*** Begin section ***

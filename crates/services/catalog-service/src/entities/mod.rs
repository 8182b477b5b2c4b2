//! SeaORM entities.
//!
//! Every table carries the same audit block (created/updated/deleted stamps
//! and the soft-delete flag). Navigation fields are `#[sea_orm(ignore)]` and
//! only populated through repository includes.

pub mod category;
pub mod product;
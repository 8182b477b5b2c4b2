//! DTO projections.
//!
//! A projection rewrites an entity query into a reduced-shape select that is
//! executed by the store (`SELECT` list and joins), never mapped after
//! materialization. Navigation fields are not loaded by a projection; any
//! related data it needs is joined into the same statement.

use sea_orm::{EntityTrait, FromQueryResult, Select, SelectModel, Selector};

/// Entity-to-DTO mapping for entity `E`.
pub trait Projection<E: EntityTrait>: Send + Sync + 'static {
    type Output: FromQueryResult + Send + Sync;

    fn project(query: Select<E>) -> Selector<SelectModel<Self::Output>>;
}

/// Projection that keeps the entity shape.
///
/// Owned columns are returned verbatim; navigation fields keep their
/// default (unset) value.
pub struct Identity;

impl<E> Projection<E> for Identity
where
    E: EntityTrait,
    E::Model: Send + Sync,
{
    type Output = E::Model;

    fn project(query: Select<E>) -> Selector<SelectModel<Self::Output>> {
        query.into_model::<E::Model>()
    }
}
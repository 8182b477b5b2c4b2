//! Domain-level constants.
//!
//! These constants define business rules and validation requirements.

// =============================================================================
// Caller identity
// =============================================================================

/// Identity used for audit stamping when no authenticated caller exists
pub const SYSTEM_CALLER: &str = "system";

/// Maximum length of a caller identity (matches the audit column width)
pub const MAX_CALLER_LENGTH: usize = 128;

// =============================================================================
// Validation
// =============================================================================

/// Maximum length of a display name (categories, products)
pub const MAX_NAME_LENGTH: u64 = 100;

/// Maximum length of a product SKU
pub const MAX_SKU_LENGTH: u64 = 32;

/// Maximum length of a free-text description
pub const MAX_DESCRIPTION_LENGTH: u64 = 500;

// =============================================================================
// Timestamps
// =============================================================================

/// Fractional-second digits kept on audit timestamps.
///
/// Postgres `timestamptz` stores microseconds; stamps are truncated so the
/// in-memory value round-trips exactly and can serve as a concurrency token.
pub const AUDIT_TIMESTAMP_PRECISION: u16 = 6;
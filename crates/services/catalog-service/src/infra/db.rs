//! Database connection and initialization.

use std::time::Duration;

use sea_orm::{ConnectOptions, ConnectionTrait, Database as SeaDatabase, DatabaseConnection, DbErr};
use sea_orm_migration::MigratorTrait;

use super::migrations::Migrator;
use crate::persistence::UnitOfWork;
use common::DatabaseConfig;

/// Database wrapper for connection management
#[derive(Clone)]
pub struct Database {
    connection: DatabaseConnection,
}

fn connect_options(config: &DatabaseConfig) -> ConnectOptions {
    let mut options = ConnectOptions::new(config.url.clone());
    options
        .max_connections(config.max_connections)
        .min_connections(config.min_connections)
        .connect_timeout(Duration::from_secs(config.connect_timeout_secs))
        .sqlx_logging(config.sql_logging);
    options
}

impl Database {
    /// Initialize database connection and run migrations.
    pub async fn connect(config: &DatabaseConfig) -> Result<Self, DbErr> {
        let db = Self::connect_without_migrations(config).await?;

        // Run pending migrations
        Migrator::up(&db.connection, None).await?;
        tracing::info!("Database connected and migrations applied");

        Ok(db)
    }

    /// Connect without running migrations (for CLI commands).
    pub async fn connect_without_migrations(config: &DatabaseConfig) -> Result<Self, DbErr> {
        let connection = SeaDatabase::connect(connect_options(config)).await?;
        tracing::debug!(?config, "Database connection pool opened");
        Ok(Self { connection })
    }

    /// Open a unit of work over this database.
    pub fn unit_of_work(&self) -> UnitOfWork {
        UnitOfWork::begin(self.connection.clone())
    }

    /// Run pending migrations.
    pub async fn run_migrations(&self) -> Result<(), DbErr> {
        Migrator::up(&self.connection, None).await
    }

    /// Rollback the last migration.
    pub async fn rollback_migration(&self) -> Result<(), DbErr> {
        Migrator::down(&self.connection, Some(1)).await
    }

    /// Get migration status (list all migrations with applied status).
    pub async fn migration_status(&self) -> Result<Vec<(String, bool)>, DbErr> {
        use sea_orm::{EntityTrait, QueryOrder};
        use sea_orm_migration::seaql_migrations;

        let applied: std::collections::HashSet<String> = seaql_migrations::Entity::find()
            .order_by_asc(seaql_migrations::Column::Version)
            .all(&self.connection)
            .await?
            .into_iter()
            .map(|m| m.version)
            .collect();

        Ok(Migrator::migrations()
            .iter()
            .map(|m| {
                let name = m.name().to_string();
                let is_applied = applied.contains(&name);
                (name, is_applied)
            })
            .collect())
    }

    /// Reset database and run all migrations fresh.
    pub async fn fresh_migrations(&self) -> Result<(), DbErr> {
        Migrator::fresh(&self.connection).await
    }
}

impl std::fmt::Debug for Database {
    fn fmt(&self, f: &mut std::fmt::Formatter<'_>) -> std::fmt::Result {
        f.debug_struct("Database")
            .field("backend", &self.connection.get_database_backend())
            .finish()
    }
}
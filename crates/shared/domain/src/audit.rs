//! Audit metadata and the soft-delete contract.
//!
//! Every persisted entity carries the same audit block:
//! created-by/at, updated-by/at, deleted-by/at and a `deleted` flag.
//! An entity is either active (`deleted = false`, deleted-by/at unset) or
//! soft-deleted (`deleted = true`, deleted-by/at set). Nothing is ever
//! physically removed.

use chrono::{DateTime, SubsecRound, Utc};

use crate::caller::Caller;
use crate::constants::AUDIT_TIMESTAMP_PRECISION;

/// Who performed a write and when.
#[derive(Debug, Clone, PartialEq, Eq)]
pub struct AuditStamp {
    pub by: String,
    pub at: DateTime<Utc>,
}

impl AuditStamp {
    /// Stamp for `caller` at the current time
    pub fn now(caller: &Caller) -> Self {
        Self::at(caller, Utc::now())
    }

    /// Stamp for `caller` at a fixed time (truncated to storage precision)
    pub fn at(caller: &Caller, at: DateTime<Utc>) -> Self {
        Self {
            by: caller.name().to_string(),
            at: at.trunc_subsecs(AUDIT_TIMESTAMP_PRECISION),
        }
    }
}

/// Capability contract for entities managed by the generic repository.
///
/// Implementors expose a numeric identifier, the soft-delete flag and
/// mutators for the audit block.
pub trait Auditable {
    /// Store-assigned identifier (zero until first saved)
    fn id(&self) -> i32;

    fn is_deleted(&self) -> bool;

    /// Whether deleted-by or deleted-at is set
    fn has_deletion_stamp(&self) -> bool;

    /// Stamp created-by/at and updated-by/at, and reset the entity to active.
    fn stamp_created(&mut self, stamp: &AuditStamp);

    /// Stamp updated-by/at only; created-by/at stay untouched.
    fn stamp_updated(&mut self, stamp: &AuditStamp);

    /// Stamp deleted-by/at and set the deleted flag.
    fn stamp_deleted(&mut self, stamp: &AuditStamp);
}
//! Common utilities shared across the workspace.
//!
//! This crate provides:
//! - Unified error handling for the persistence layer and its callers
//! - Configuration structures
//! - Pagination parameters

pub mod config;
pub mod error;
pub mod pagination;

pub use config::*;
pub use error::{AppError, AppResult, OptionExt};
pub use pagination::PaginationParams;
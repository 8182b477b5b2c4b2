//! Product database entity for SeaORM.

use sea_orm::entity::prelude::*;
use serde::Serialize;

#[derive(Clone, Debug, Default, PartialEq, Eq, DeriveEntityModel, Serialize)]
#[sea_orm(table_name = "products")]
pub struct Model {
    #[sea_orm(primary_key)]
    pub id: i32,
    #[sea_orm(unique)]
    pub sku: String,
    pub name: String,
    pub price_cents: i64,
    pub category_id: Option<i32>,
    pub created_by: String,
    pub created_at: DateTimeUtc,
    pub updated_by: String,
    pub updated_at: DateTimeUtc,
    pub deleted_by: Option<String>,
    pub deleted_at: Option<DateTimeUtc>,
    pub deleted: bool,
    /// Referenced category, loaded by the `category` include
    #[sea_orm(ignore)]
    #[serde(skip_serializing_if = "Option::is_none")]
    pub category: Option<Box<super::category::Model>>,
}

#[derive(Copy, Clone, Debug, EnumIter, DeriveRelation)]
pub enum Relation {
    #[sea_orm(
        belongs_to = "super::category::Entity",
        from = "Column::CategoryId",
        to = "super::category::Column::Id",
        on_update = "NoAction",
        on_delete = "NoAction"
    )]
    Category,
}

impl Related<super::category::Entity> for Entity {
    fn to() -> RelationDef {
        Relation::Category.def()
    }
}

impl ActiveModelBehavior for ActiveModel {}

crate::audited_entity!();
//! Category database entity for SeaORM.

use sea_orm::entity::prelude::*;
use serde::Serialize;

#[derive(Clone, Debug, Default, PartialEq, Eq, DeriveEntityModel, Serialize)]
#[sea_orm(table_name = "categories")]
pub struct Model {
    #[sea_orm(primary_key)]
    pub id: i32,
    #[sea_orm(unique)]
    pub name: String,
    pub description: Option<String>,
    pub display_order: i32,
    pub created_by: String,
    pub created_at: DateTimeUtc,
    pub updated_by: String,
    pub updated_at: DateTimeUtc,
    pub deleted_by: Option<String>,
    pub deleted_at: Option<DateTimeUtc>,
    pub deleted: bool,
    /// Active products, loaded by the `products` include
    #[sea_orm(ignore)]
    #[serde(skip_serializing_if = "Vec::is_empty")]
    pub products: Vec<super::product::Model>,
}

#[derive(Copy, Clone, Debug, EnumIter, DeriveRelation)]
pub enum Relation {
    #[sea_orm(has_many = "super::product::Entity")]
    Products,
}

impl Related<super::product::Entity> for Entity {
    fn to() -> RelationDef {
        Relation::Products.def()
    }
}

impl ActiveModelBehavior for ActiveModel {}

crate::audited_entity!();
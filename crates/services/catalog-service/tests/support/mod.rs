//! Shared fixtures for catalog-service integration tests.

#![allow(dead_code)]

use catalog_service_lib::catalog::{Categories, Products};
use catalog_service_lib::entities::{category, product};
use catalog_service_lib::infra::Database;
use catalog_service_lib::persistence::UnitOfWork;
use common::DatabaseConfig;
use domain::Caller;

/// Fresh SQLite in-memory database with migrations applied.
pub async fn setup() -> Database {
    Database::connect(&DatabaseConfig::in_memory())
        .await
        .expect("in-memory database")
}

pub fn caller(name: &str) -> Caller {
    Caller::new(name).expect("valid caller")
}

pub fn new_product(sku: &str, name: &str, price_cents: i64) -> product::Model {
    product::Model {
        sku: sku.to_string(),
        name: name.to_string(),
        price_cents,
        ..Default::default()
    }
}

/// Insert and commit a category, returning the stored row.
pub async fn seed_category(db: &Database, name: &str) -> category::Model {
    let uow = db.unit_of_work();
    let categories = uow.repository::<Categories>();

    let mut model = categories.create().await.expect("create category");
    model.name = name.to_string();

    let entry = categories.insert(model, &caller("seeder")).expect("insert category");
    uow.save().await.expect("save category");
    categories
        .current(&entry)
        .expect("tracked")
        .expect("category entry")
}

/// Insert and commit a product, returning the stored row.
pub async fn seed_product(db: &Database, model: product::Model) -> product::Model {
    let uow: UnitOfWork = db.unit_of_work();
    let products = uow.repository::<Products>();

    let entry = products.insert(model, &caller("seeder")).expect("insert product");
    uow.save().await.expect("save product");
    products
        .current(&entry)
        .expect("tracked")
        .expect("product entry")
}
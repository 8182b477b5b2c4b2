//! Domain layer - Storage-independent contracts for audited entities.
//!
//! This crate contains pure domain logic with no infrastructure dependencies.
//! The persistence layer builds its generic repository on top of the
//! `Auditable` contract defined here.

pub mod audit;
pub mod caller;
pub mod constants;
pub mod error;

pub use audit::{AuditStamp, Auditable};
pub use caller::Caller;
pub use constants::*;
pub use error::{DomainError, DomainResult};
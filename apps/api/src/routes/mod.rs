pub mod health;

use std::path::Path;

use axum::{
    routing::{get, post},
    Router,
};
use tower_http::services::{ServeDir, ServeFile};

use crate::analysis::handlers;
use crate::state::AppState;

pub fn build_router(state: AppState) -> Router {
    let static_dir = Path::new(&state.config.static_dir).to_path_buf();

    Router::new()
        .route("/health", get(health::health_handler))
        .route("/analyze", post(handlers::handle_analyze))
        // Frontend assets
        .route_service("/", ServeFile::new(static_dir.join("index.html")))
        .nest_service("/static", ServeDir::new(static_dir))
        .with_state(state)
}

*** End section ***

Some lines of the records may contain the string "ConnectOptions". State how many do, as a number alone.

◆ Task answer ◆
3